Однако стал замечать Человек, что кривое да лживое почему-то в почет входить стало. Где осанкой стройной, походкой величавой да умом острым славилось, там теперь уродством да глупостью гордятся. Люди и раньше гневливы бывали, да отходчивы, а теперь зло копится, не рассасывается, сердца изморозью сковывает. А то вдруг летний ветерок гниль болотную да холодную сырость принесет, что очаг плесенью затянет. Стало Человеку на душе не спокойно. И объяснить нельзя почему. Будто тяжесть неподъемная на сердце легла, липкая да холодная. Так, что озноб по спине, а отчего не поймешь. Будто весть дурная пришла, а о чем, толком не скажешь. И засобирался Человек домой, к сердцу Отчизны прикоснуться, вновь силы обресть.
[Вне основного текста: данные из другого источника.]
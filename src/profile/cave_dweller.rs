//! Cave dweller: short senses, hard den defense
//!
//! Perception radii are tight, so the world is mostly empty to it; the
//! interesting transitions happen when something walks into the den.
//! The danger probe reads high inside its lair, which feeds Defend.

use rand::RngCore;

use crate::context::DecisionContext;
use crate::core::config::AiConfig;
use crate::core::rng::roll;
use crate::core::types::TimeMs;
use crate::entity::agent::{Agent, BehaviorState};
use crate::entity::species::Archetype;
use crate::profile::{clear_stale_target, drive_motion, BehaviorProfile};
use crate::steering::behaviors::{FleeThreat, Pursuit, WanderDrift};
use crate::steering::{CompositionMode, SteeringPipeline};
use crate::utility::actions::{Attack, Defend, Flee, Idle, Pounce, Wander};
use crate::utility::UtilityEngine;

pub struct CaveDwellerProfile {
    engine: UtilityEngine,
    chase: SteeringPipeline,
    flee: SteeringPipeline,
    wander: SteeringPipeline,
    attack_commit_ms: TimeMs,
    /// Chance per idle tick to prowl the den mouth
    prowl_chance: f32,
    /// Holding a defensive stance past this with no threat relaxes (ms)
    stand_down_ms: TimeMs,
}

impl CaveDwellerProfile {
    pub fn new(cfg: &AiConfig) -> Self {
        let mut engine = UtilityEngine::new(cfg.score_jitter);
        engine
            .register(Box::new(Defend))
            .register(Box::new(Pounce))
            .register(Box::new(Attack))
            .register(Box::new(Flee))
            .register(Box::new(Wander))
            .register(Box::new(Idle));

        let chase = SteeringPipeline::new(CompositionMode::WeightedSum, cfg.max_steering_force)
            .with(Box::new(Pursuit), 1.0);

        let flee = SteeringPipeline::new(CompositionMode::PriorityBudget, cfg.max_steering_force)
            .with(Box::new(FleeThreat { panic_radius: cfg.panic_radius }), 1.0);

        let wander = SteeringPipeline::new(CompositionMode::WeightedSum, cfg.max_steering_force)
            .with(Box::new(WanderDrift { heading_jitter: cfg.wander_jitter * 0.7 }), 1.0);

        Self {
            engine,
            chase,
            flee,
            wander,
            attack_commit_ms: cfg.attack_commit_ms,
            prowl_chance: 0.01,
            stand_down_ms: 3_000,
        }
    }
}

impl BehaviorProfile for CaveDwellerProfile {
    fn archetype(&self) -> Archetype {
        Archetype::CaveDweller
    }

    fn tick(&self, agent: &mut Agent, ctx: &DecisionContext, rng: &mut dyn RngCore) {
        clear_stale_target(agent, ctx);

        match agent.state {
            BehaviorState::Attacking if ctx.time_in_state < self.attack_commit_ms => return,
            BehaviorState::Attacking => {
                agent.enter_state(BehaviorState::Defending, "defend_stance", ctx.now);
            }
            // Defensive stance relaxes once the intruder is gone a while
            BehaviorState::Defending
                if !ctx.perception.has_threats && ctx.time_in_state > self.stand_down_ms =>
            {
                agent.enter_state(BehaviorState::Idle, "idle", ctx.now);
            }
            _ => {}
        }

        // A prowl roll overrides this tick's scoring
        if agent.state == BehaviorState::Idle && roll(rng, self.prowl_chance) {
            agent.enter_state(BehaviorState::Wandering, "prowl", ctx.now);
            drive_motion(agent, ctx, rng, &self.chase, &self.flee, &self.wander);
            return;
        }

        match self.engine.select_best(ctx, rng) {
            Some(action) => action.execute(agent, ctx),
            None => agent.enter_state(BehaviorState::Idle, "idle", ctx.now),
        }

        drive_motion(agent, ctx, rng, &self.chase, &self.flee, &self.wander);
    }
}

#[cfg(test)]
mod tests {
    use super::*;
    use crate::core::rng::seeded;
    use crate::core::types::{AgentId, Vec2, Vec3};
    use crate::entity::species::SpeciesDef;
    use crate::perception::{PerceptionSnapshot, SensedThreat};
    use std::sync::Arc;

    fn cfg_no_jitter() -> AiConfig {
        AiConfig { score_jitter: 0.0, ..AiConfig::default() }
    }

    fn stalker() -> Agent {
        Agent::spawn(Arc::new(SpeciesDef::cave_stalker()), Vec3::ZERO)
    }

    #[test]
    fn test_intruder_in_den_triggers_defense() {
        let cfg = cfg_no_jitter();
        let profile = CaveDwellerProfile::new(&cfg);
        let mut agent = stalker();
        let observer = agent.clone();
        let snap = PerceptionSnapshot {
            threat: Some(SensedThreat {
                id: AgentId::new(),
                position: Vec2::new(10.0, 0.0),
                velocity: Vec2::ZERO,
                distance: 10.0,
            }),
            has_threats: true,
            ..Default::default()
        };
        // Deep in the den: probe reads 1.0
        let ctx = DecisionContext::build(&observer, &snap, &cfg, 1.0, 0, 0.1);

        profile.tick(&mut agent, &ctx, &mut seeded(0));
        assert_eq!(agent.state, BehaviorState::Defending);
        assert_eq!(agent.flat_vel(), Vec2::ZERO, "holds ground");
    }

    #[test]
    fn test_stance_relaxes_after_intruder_leaves() {
        let cfg = cfg_no_jitter();
        let profile = CaveDwellerProfile::new(&cfg);
        let mut agent = stalker();
        agent.hunger = 0.0;
        agent.enter_state(BehaviorState::Defending, "defend_stance", 0);
        let observer = agent.clone();
        let snap = PerceptionSnapshot::default();
        let ctx = DecisionContext::build(&observer, &snap, &cfg, 1.0, 4_000, 0.1);

        profile.tick(&mut agent, &ctx, &mut seeded(0));
        assert_eq!(agent.state, BehaviorState::Idle);
    }

    #[test]
    fn test_outside_den_wounded_stalker_flees() {
        let cfg = cfg_no_jitter();
        let profile = CaveDwellerProfile::new(&cfg);
        let mut agent = stalker();
        agent.health = 30.0;
        let observer = agent.clone();
        let snap = PerceptionSnapshot {
            threat: Some(SensedThreat {
                id: AgentId::new(),
                position: Vec2::new(5.0, 0.0),
                velocity: Vec2::ZERO,
                distance: 5.0,
            }),
            has_threats: true,
            ..Default::default()
        };
        // Far from the den: probe reads 0, so Defend scores nothing
        let ctx = DecisionContext::build(&observer, &snap, &cfg, 0.0, 0, 0.1);

        profile.tick(&mut agent, &ctx, &mut seeded(0));
        assert_eq!(agent.state, BehaviorState::Fleeing);
    }

    #[test]
    fn test_prowl_roll_breaks_idle() {
        let cfg = cfg_no_jitter();
        let mut profile = CaveDwellerProfile::new(&cfg);
        profile.prowl_chance = 1.0; // force the roll
        let mut agent = stalker();
        agent.hunger = 0.0; // idle would otherwise win selection
        let observer = agent.clone();
        let snap = PerceptionSnapshot::default();
        let ctx = DecisionContext::build(&observer, &snap, &cfg, 0.0, 0, 0.1);

        profile.tick(&mut agent, &ctx, &mut seeded(0));
        assert_eq!(agent.state, BehaviorState::Wandering);
        assert_eq!(agent.animation, "prowl");
        assert!(agent.flat_vel().length() > 0.0, "starts moving the same tick");
    }
}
Не сказать, что тяжела дорога была, а все же какая-то изнурительная, нерв изматывающая, необъяснимо тревожная. И чем ближе к Отчине, тем почему-то дорогу сложнее находить стало. И места вроде бы знакомые, а не сразу и узнаешь. Где луга да поля ухоженные были, там трясина малярийная зловонием дышит. Где тропинка вольно бежала – вдруг на изгородь глухую, да с кобелем на цепном ошейнике натыкался. А садов духмяных и вовсе не встречал. Одни пни замшелые попадались, в труху короедом источенные. Зато бузина да ягода волчья с осотом росли всюду с радостью ядовитой. И пришел Человек домой и не узнал Он его. Там, где речка живительной влагой нежно травы и древы питала, там теперь только русло сухое, как морщины болезни на теле. Где дубрав мягкий ласковый шелест наполнял добротой и восторгом, заряжая мир силою жизни, там пустошь легла злым колючником в пояс покрыта. Вековые где сосны и ели вкруг себя излучали здоровье, там остались одни лишь коряги да засор из кустов скучнорослых. Где поля чуткий слух веселили тихим звоном спелых колосьев, там земля покороблена коркой с украшением соли проплешин. Где песнь птиц в души радость вселяла, слышно стало лишь писк комариный. Вздох кузнечного меха, перепев молотков с наковальней не нарушил гнетущей тоски.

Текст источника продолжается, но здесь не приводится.